Filed under: People and Data — chucklam @ 3:05 pm

Danah Boyd blogged a few months ago on Viewing American class divisions through Facebook and MySpace. She had observed that

Hegemonic American teens (i.e. middle/upper class, college bound teens from upwards mobile or well off families) are all on or switching to Facebook. Marginalized teens, teens from poorer or less educated backgrounds, subculturally-identified teens, and other non-hegemonic teens continue to be drawn to MySpace.

My anecdotal observation is very consistent with hers. The class division also explains why Silicon Valley (a very “hegemonic” class) never understood MySpace. MySpace’s rise had first taken them completely by surprise, when they were only paying attention to Tribe, Orkut, Xanga, etc. (Friendster already had its fame and was imploding at the time.) They grudgingly pay MySpace some respect after its $600M+ acquisition. Now that Facebook is the new hot social network, the Silicon Valley crowd is quick to dismiss MySpace again.

Unfortunately, Danah didn’t have any quantitative data to back up her observations. So I started to gather some data for Facebook and want to share them here. Since it’s only Facebook data, it doesn’t help in comparing Facebook with MySpace. However, the trend on Facebook alone is still interesting, and it’s not inconsistent with Danah’s argument either.

The tool of my data gathering effort is Facebook’s network browsing function:


Let me use International Studies Academy (ISA) in San Francisco, where I went for high school, as the first example. Going to this network’s homepage promptly shows a message that “The content on this Network page is restricted to members of this network only. Only current high school students can join high school networks,” which is fine since the only info I care about is already shown on the homepage.

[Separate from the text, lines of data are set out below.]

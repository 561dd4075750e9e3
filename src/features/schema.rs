//! Declarative per-category feature schemas
//!
//! Each claim category pins the raw fields it accepts, the derived fields
//! it computes and the order both appear in, matching the column layout the
//! trained classifiers were fit on. The deriver walks these tables; adding
//! a category means adding a table, not a pipeline.

use crate::models::ClaimCategory;

/// Value domain of a raw form field
#[derive(Debug, Clone, Copy, PartialEq)]
pub enum FieldKind {
    /// Integer that must not be negative (ages, counts, lengths of stay)
    NonNegativeInt,
    /// Amount that must not be negative (tariffs, billed amounts)
    NonNegativeFloat,
    /// Unconstrained numeric field (version numbers)
    Float,
    /// Text restricted to an allowed value set
    Categorical(&'static [&'static str]),
    /// Integer restricted to an allowed value set (ward class, PTD flag)
    CategoricalInt(&'static [i64]),
    /// Multi-select code list, joined with `;` in selection order
    CodeList,
    /// Calendar date
    Date,
    /// Free text (already-resolved single codes, medicine names)
    Text,
}

/// Specification of one raw form field
#[derive(Debug, Clone, Copy)]
pub struct FieldSpec {
    /// Feature name, exactly as the trained model knows it
    pub name: &'static str,
    /// Value domain
    pub kind: FieldKind,
    /// Whether the field must be present in the raw input
    pub required: bool,
    /// Whether the field appears in the output record
    /// (dates can be raw-only inputs for derived fields)
    pub emit: bool,
}

impl FieldSpec {
    const fn required(name: &'static str, kind: FieldKind) -> Self {
        Self {
            name,
            kind,
            required: true,
            emit: true,
        }
    }

    const fn optional(name: &'static str, kind: FieldKind) -> Self {
        Self {
            name,
            kind,
            required: false,
            emit: true,
        }
    }

    const fn raw_only(name: &'static str, kind: FieldKind) -> Self {
        Self {
            name,
            kind,
            required: true,
            emit: false,
        }
    }
}

/// Rule for one deterministically derived field
#[derive(Debug, Clone, Copy)]
pub enum DerivedRule {
    /// `minuend - subtrahend` over two numeric fields
    Difference {
        /// Field subtracted from
        minuend: &'static str,
        /// Field subtracted
        subtrahend: &'static str,
    },
    /// Number of non-empty `;`-delimited segments in a joined code list
    Count {
        /// Joined code-list field
        source: &'static str,
    },
    /// 1 if the source field is strictly positive, else 0
    PositiveFlag {
        /// Numeric field to test
        source: &'static str,
    },
    /// `numerator / denominator`, a zero denominator counting as 1
    Ratio {
        /// Numerator field
        numerator: &'static str,
        /// Denominator field
        denominator: &'static str,
    },
    /// Month number (1..=12) of a date field
    MonthOf {
        /// Date field
        source: &'static str,
    },
    /// Day of month of a date field
    DayOf {
        /// Date field
        source: &'static str,
    },
    /// Calendar year of a date field
    YearOf {
        /// Date field
        source: &'static str,
    },
    /// Day-of-week ordinal of a date field, Monday = 0
    WeekdayOf {
        /// Date field
        source: &'static str,
    },
}

/// Specification of one derived field
#[derive(Debug, Clone, Copy)]
pub struct DerivedSpec {
    /// Feature name, exactly as the trained model knows it
    pub name: &'static str,
    /// How the value is computed
    pub rule: DerivedRule,
}

/// Complete feature schema for one claim category
#[derive(Debug, Clone, Copy)]
pub struct CategorySchema {
    /// The claim category this schema belongs to
    pub category: ClaimCategory,
    /// Raw fields in model column order
    pub fields: &'static [FieldSpec],
    /// Derived fields, computed in order after the raw fields
    pub derived: &'static [DerivedSpec],
}

impl CategorySchema {
    /// Names of every field the produced record will contain, in order
    pub fn output_names(&self) -> impl Iterator<Item = &'static str> + '_ {
        self.fields
            .iter()
            .filter(|f| f.emit)
            .map(|f| f.name)
            .chain(self.derived.iter().map(|d| d.name))
    }
}

/// Claim types accepted on the non-package form
const NON_PACKAGE_CLAIM_TYPES: &[&str] = &[
    "KANTONG DARAH",
    "PENYANGGA LEHER/COLLAR NECK (ALKES)",
    "JAKET PENYANGGA TULANG/KORSET (ALKES)",
    "IMUNOHISTOKIMIA",
    "KRUK (ALKES)",
    "JAKET PENYANGGA TULANG/CORSET (ALKES)",
    "PENYANGGA LEHER (ALKES)",
    "ALTEPLASE",
    "TONGKAT",
    "CERVICAL COLLAR",
];

/// Schema for package-based (INA-CBGs) claims
pub static PACKAGE_SCHEMA: CategorySchema = CategorySchema {
    category: ClaimCategory::Package,
    fields: &[
        FieldSpec::required("UMUR_TAHUN", FieldKind::NonNegativeInt),
        FieldSpec::required("KELAS_RAWAT", FieldKind::CategoricalInt(&[1, 2, 3])),
        FieldSpec::required("PTD", FieldKind::CategoricalInt(&[1, 2])),
        FieldSpec::optional("DIAGLIST", FieldKind::CodeList),
        FieldSpec::optional("PROCLIST", FieldKind::CodeList),
        FieldSpec::required("VERSI_INACBG", FieldKind::Float),
        FieldSpec::required("TARIF_RS", FieldKind::NonNegativeFloat),
        FieldSpec::required("TARIF_INACBG", FieldKind::NonNegativeFloat),
        FieldSpec::required("LOS", FieldKind::NonNegativeInt),
        FieldSpec::required("DISCHARGE_STATUS", FieldKind::Text),
    ],
    derived: &[
        DerivedSpec {
            name: "SELISIH_TARIF",
            rule: DerivedRule::Difference {
                minuend: "TARIF_RS",
                subtrahend: "TARIF_INACBG",
            },
        },
        DerivedSpec {
            name: "JUMLAH_DIAG",
            rule: DerivedRule::Count { source: "DIAGLIST" },
        },
        DerivedSpec {
            name: "JUMLAH_PROC",
            rule: DerivedRule::Count { source: "PROCLIST" },
        },
        DerivedSpec {
            name: "TARIF_MELEBIHI_INACBG",
            rule: DerivedRule::PositiveFlag {
                source: "SELISIH_TARIF",
            },
        },
    ],
};

/// Schema for non-package (Non-CBGs) claims
pub static NON_PACKAGE_SCHEMA: CategorySchema = CategorySchema {
    category: ClaimCategory::NonPackage,
    fields: &[
        FieldSpec::required(
            "jnspelayanan",
            FieldKind::Categorical(&["Rawat Jalan", "Rawat Inap"]),
        ),
        FieldSpec::required("jenis_klaim", FieldKind::Categorical(NON_PACKAGE_CLAIM_TYPES)),
        FieldSpec::optional("diagnosa", FieldKind::CodeList),
        FieldSpec::required("jumlah", FieldKind::NonNegativeInt),
        FieldSpec::required("tarifrs", FieldKind::NonNegativeFloat),
        FieldSpec::required("tagihan", FieldKind::NonNegativeFloat),
        FieldSpec::required("tanggal", FieldKind::Date),
        FieldSpec::required("lama_rawat", FieldKind::NonNegativeInt),
    ],
    derived: &[
        DerivedSpec {
            name: "day",
            rule: DerivedRule::DayOf { source: "tanggal" },
        },
        DerivedSpec {
            name: "month",
            rule: DerivedRule::MonthOf { source: "tanggal" },
        },
        DerivedSpec {
            name: "year",
            rule: DerivedRule::YearOf { source: "tanggal" },
        },
    ],
};

/// Schema for medicine (Obat) claims
pub static MEDICINE_SCHEMA: CategorySchema = CategorySchema {
    category: ClaimCategory::Medicine,
    fields: &[
        FieldSpec::required(
            "jenisresep",
            FieldKind::Categorical(&["Obat Kemoterapi", "Obat Kronis Blm Stabil"]),
        ),
        FieldSpec::required("obat", FieldKind::Text),
        FieldSpec::raw_only("tgl_resep", FieldKind::Date),
        FieldSpec::required("jmlobat", FieldKind::NonNegativeInt),
        FieldSpec::required("BIAYA_TAGIHAN", FieldKind::NonNegativeFloat),
        FieldSpec::required("jmlobatsetuju", FieldKind::NonNegativeInt),
        FieldSpec::required("biayasetuju", FieldKind::NonNegativeFloat),
    ],
    derived: &[
        DerivedSpec {
            name: "bulan_resep",
            rule: DerivedRule::MonthOf { source: "tgl_resep" },
        },
        DerivedSpec {
            name: "hari_resep",
            rule: DerivedRule::DayOf { source: "tgl_resep" },
        },
        DerivedSpec {
            name: "hari_ke",
            rule: DerivedRule::WeekdayOf { source: "tgl_resep" },
        },
        DerivedSpec {
            name: "selisih_jmlobat",
            rule: DerivedRule::Difference {
                minuend: "jmlobat",
                subtrahend: "jmlobatsetuju",
            },
        },
        DerivedSpec {
            name: "selisih_biaya",
            rule: DerivedRule::Difference {
                minuend: "BIAYA_TAGIHAN",
                subtrahend: "biayasetuju",
            },
        },
        DerivedSpec {
            name: "proporsi_biaya_disetujui",
            rule: DerivedRule::Ratio {
                numerator: "biayasetuju",
                denominator: "BIAYA_TAGIHAN",
            },
        },
    ],
};

/// Schema lookup by claim category
#[must_use]
pub fn schema_for(category: ClaimCategory) -> &'static CategorySchema {
    match category {
        ClaimCategory::Package => &PACKAGE_SCHEMA,
        ClaimCategory::NonPackage => &NON_PACKAGE_SCHEMA,
        ClaimCategory::Medicine => &MEDICINE_SCHEMA,
    }
}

That is, 52 current students at ISA are on Facebook. It’s a pretty low number. Ok… yeah… my high school is pretty ghetto. It’s not really the Facebook crowd. But let’s be more rigorous in correlating its ghetto-ness with Facebook usage. Looking at ISA’s profile page at, we see that the school has 421 students, giving it a Facebook penetration rate of 52/421=12%. The site also gives my high school a “GreatSchools Rating” of 4… out of a possible 10 😦

I next do the same analysis for the nerdiest high school in San Francisco – Lowell High School. Its FB penetration rate is 65% and its GreatSchools Rating is a perfect 10. Let’s look at a few more public high schools in San Francisco since I’m familiar with the school district.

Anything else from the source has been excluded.